*Problem details*
Copy each line of the records that includes "Option".

■ ■ ■ ■

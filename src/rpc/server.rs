//! RPC server endpoint.
//!
//! Binds to a transport, dispatches inbound requests to registered method
//! handlers, and pushes notifications. A handler fault is converted into an
//! error response and logged; it never takes the server down.

use std::collections::HashMap;
use std::panic::AssertUnwindSafe;
use std::sync::Arc;
use std::sync::Mutex;
use std::sync::atomic::{AtomicBool, Ordering};
use std::time::Instant;

use futures::FutureExt;
use futures::future::BoxFuture;
use serde_json::{Value, json};

use crate::rpc::protocol::{Message, Request, RpcError};
use crate::rpc::transport::Transport;
use crate::sync::lock;

/// Boxed async method handler stored in the registry.
pub type MethodHandler =
    Arc<dyn Fn(Option<Value>) -> BoxFuture<'static, Result<Value, RpcError>> + Send + Sync>;

struct ServerInner {
    transport: Arc<dyn Transport>,
    handlers: Mutex<HashMap<String, MethodHandler>>,
    started_at: Instant,
    closed: AtomicBool,
}

/// RPC server bound to one transport.
///
/// Cheap to clone; clones share the same registry and transport.
#[derive(Clone)]
pub struct RpcServer {
    inner: Arc<ServerInner>,
}

impl RpcServer {
    /// Bind a server to a transport and auto-register the built-in
    /// `daemon.ping` method.
    pub fn new(transport: Arc<dyn Transport>) -> Self {
        let inner = Arc::new(ServerInner {
            transport: Arc::clone(&transport),
            handlers: Mutex::new(HashMap::new()),
            started_at: Instant::now(),
            closed: AtomicBool::new(false),
        });

        let server = Self { inner };

        let started_at = server.inner.started_at;
        server.register_method("daemon.ping", move |_params| {
            let uptime = started_at.elapsed().as_millis() as u64;
            async move { Ok(json!({"status": "ok", "uptime": uptime})) }
        });

        let dispatch_inner = Arc::clone(&server.inner);
        transport.on_message(Arc::new(move |message| {
            Self::handle_message(&dispatch_inner, message);
        }));

        server
    }

    /// Register a method handler. Re-registering a name silently replaces
    /// the previous handler.
    pub fn register_method<F, Fut>(&self, name: &str, handler: F)
    where
        F: Fn(Option<Value>) -> Fut + Send + Sync + 'static,
        Fut: Future<Output = Result<Value, RpcError>> + Send + 'static,
    {
        let handler: MethodHandler = Arc::new(move |params| handler(params).boxed());
        lock(&self.inner.handlers).insert(name.to_string(), handler);
    }

    /// Push a notification to the peer. Fire-and-forget.
    pub fn notify(&self, method: &str, params: Option<Value>) {
        if self.inner.closed.load(Ordering::SeqCst) {
            return;
        }
        self.inner
            .transport
            .send(Message::notification(method, params));
    }

    /// Close the transport and clear the handler registry. Idempotent.
    pub fn close(&self) {
        if self.inner.closed.swap(true, Ordering::SeqCst) {
            return;
        }
        self.inner.transport.close();
        lock(&self.inner.handlers).clear();
    }

    /// Inbound dispatch: requests are routed to their handler, everything
    /// else (responses we did not originate, notifications) is inert.
    fn handle_message(inner: &Arc<ServerInner>, message: Message) {
        let Message::Request(request) = message else {
            return;
        };
        if inner.closed.load(Ordering::SeqCst) {
            return;
        }

        let handler = lock(&inner.handlers).get(&request.method).cloned();
        match handler {
            Some(handler) => {
                let inner = Arc::clone(inner);
                tokio::spawn(Self::run_handler(inner, handler, request));
            }
            None => {
                tracing::debug!(method = %request.method, "No handler registered");
                inner.transport.send(Message::error_response(
                    request.id,
                    RpcError::method_not_found(&request.method),
                ));
            }
        }
    }

    async fn run_handler(inner: Arc<ServerInner>, handler: MethodHandler, request: Request) {
        let Request { id, method, params } = request;

        let outcome = AssertUnwindSafe(handler(params)).catch_unwind().await;
        let response = match outcome {
            Ok(Ok(result)) => Message::response(id, result),
            Ok(Err(error)) => {
                tracing::warn!(method = %method, code = error.code, "Handler returned error: {}", error.message);
                Message::error_response(id, error)
            }
            Err(panic) => {
                let detail = panic
                    .downcast_ref::<&str>()
                    .map(|s| s.to_string())
                    .or_else(|| panic.downcast_ref::<String>().cloned())
                    .unwrap_or_else(|| "handler panicked".to_string());
                tracing::error!(method = %method, "Handler panicked: {}", detail);
                Message::error_response(id, RpcError::internal(detail))
            }
        };
        inner.transport.send(response);
    }
}

#[cfg(test)]
mod tests {
    use super::*;
    use crate::rpc::protocol::{RequestId, error_codes};
    use crate::rpc::transport::linked_pair;
    use std::time::Duration;
    use tokio::sync::mpsc;

    /// Server on one end of a linked pair, raw message inbox on the other.
    fn server_fixture() -> (RpcServer, RawPeer) {
        let (server_end, caller_end) = linked_pair();
        let server = RpcServer::new(Arc::new(server_end));
        let caller_end = Arc::new(caller_end);
        let (tx, rx) = mpsc::unbounded_channel();
        caller_end.on_message(Arc::new(move |msg| {
            let _ = tx.send(msg);
        }));
        (server, RawPeer { transport: caller_end, inbox: rx })
    }

    struct RawPeer {
        transport: Arc<crate::rpc::transport::LinkedTransport>,
        inbox: mpsc::UnboundedReceiver<Message>,
    }

    impl RawPeer {
        async fn roundtrip(&mut self, id: u64, method: &str, params: Option<Value>) -> Message {
            self.transport.send(Message::request(id, method, params));
            tokio::time::timeout(Duration::from_secs(1), self.inbox.recv())
                .await
                .expect("timed out waiting for response")
                .expect("channel closed")
        }
    }

    fn expect_response(message: Message) -> crate::rpc::protocol::Response {
        match message {
            Message::Response(r) => r,
            other => panic!("expected Response, got {:?}", other),
        }
    }

    #[tokio::test]
    async fn test_builtin_ping() {
        let (_server, mut peer) = server_fixture();

        let response = expect_response(peer.roundtrip(1, "daemon.ping", None).await);
        let result = response.result.unwrap();
        assert_eq!(result["status"], "ok");
        assert!(result["uptime"].is_u64());
    }

    #[tokio::test]
    async fn test_ping_uptime_is_monotonic() {
        let (_server, mut peer) = server_fixture();

        let first = expect_response(peer.roundtrip(1, "daemon.ping", None).await);
        tokio::time::sleep(Duration::from_millis(10)).await;
        let second = expect_response(peer.roundtrip(2, "daemon.ping", None).await);

        let first_uptime = first.result.unwrap()["uptime"].as_u64().unwrap();
        let second_uptime = second.result.unwrap()["uptime"].as_u64().unwrap();
        assert!(second_uptime >= first_uptime);
    }

    #[tokio::test]
    async fn test_unregistered_method_yields_method_not_found() {
        let (_server, mut peer) = server_fixture();

        let response = expect_response(peer.roundtrip(9, "foo.bar", None).await);
        assert_eq!(response.id, RequestId::Number(9));
        let error = response.error.unwrap();
        assert_eq!(error.code, error_codes::METHOD_NOT_FOUND);
        assert!(error.message.contains("foo.bar"));
    }

    #[tokio::test]
    async fn test_handler_result_flows_back() {
        let (server, mut peer) = server_fixture();
        server.register_method("math.double", |params| async move {
            let n = params
                .and_then(|p| p.get("n").and_then(|v| v.as_i64()))
                .ok_or_else(|| RpcError::invalid_params("missing n"))?;
            Ok(json!({"n": n * 2}))
        });

        let response =
            expect_response(peer.roundtrip(2, "math.double", Some(json!({"n": 21}))).await);
        assert_eq!(response.result.unwrap()["n"], 42);
    }

    #[tokio::test]
    async fn test_handler_error_passes_through() {
        let (server, mut peer) = server_fixture();
        server.register_method("task.get", |_params| async {
            Err(RpcError::task_not_found("t-404"))
        });

        let response = expect_response(peer.roundtrip(3, "task.get", None).await);
        let error = response.error.unwrap();
        assert_eq!(error.code, error_codes::TASK_NOT_FOUND);
    }

    #[tokio::test]
    async fn test_handler_panic_becomes_internal_error() {
        let (server, mut peer) = server_fixture();
        server.register_method("explode", |_params| async {
            panic!("boom: {}", 42);
        });

        let response = expect_response(peer.roundtrip(4, "explode", None).await);
        let error = response.error.unwrap();
        assert_eq!(error.code, error_codes::INTERNAL_ERROR);
        assert!(error.message.contains("boom"));

        // the server is still alive afterwards
        let response = expect_response(peer.roundtrip(5, "daemon.ping", None).await);
        assert!(response.result.is_some());
    }

    #[tokio::test]
    async fn test_reregistration_replaces_handler() {
        let (server, mut peer) = server_fixture();
        server.register_method("answer", |_params| async { Ok(json!(1)) });
        server.register_method("answer", |_params| async { Ok(json!(2)) });

        let response = expect_response(peer.roundtrip(6, "answer", None).await);
        assert_eq!(response.result.unwrap(), json!(2));
    }

    #[tokio::test]
    async fn test_non_request_messages_are_ignored() {
        let (_server, mut peer) = server_fixture();

        peer.transport
            .send(Message::notification("task.progress", None));
        peer.transport
            .send(Message::response(RequestId::Number(99), json!(null)));

        tokio::time::sleep(Duration::from_millis(50)).await;
        assert!(peer.inbox.try_recv().is_err());
    }

    #[tokio::test]
    async fn test_close_clears_registry_and_is_idempotent() {
        let (server, mut peer) = server_fixture();
        server.close();
        server.close();

        peer.transport.send(Message::request(7u64, "daemon.ping", None));
        tokio::time::sleep(Duration::from_millis(50)).await;
        assert!(peer.inbox.try_recv().is_err());
    }
}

■ ■ ■ ■

*Answer space*
    Arc<dyn Fn(Option<Value>) -> BoxFuture<'static, Result<Value, RpcError>> + Send + Sync>;
        F: Fn(Option<Value>) -> Fut + Send + Sync + 'static,
    pub fn notify(&self, method: &str, params: Option<Value>) {
        async fn roundtrip(&mut self, id: u64, method: &str, params: Option<Value>) -> Message {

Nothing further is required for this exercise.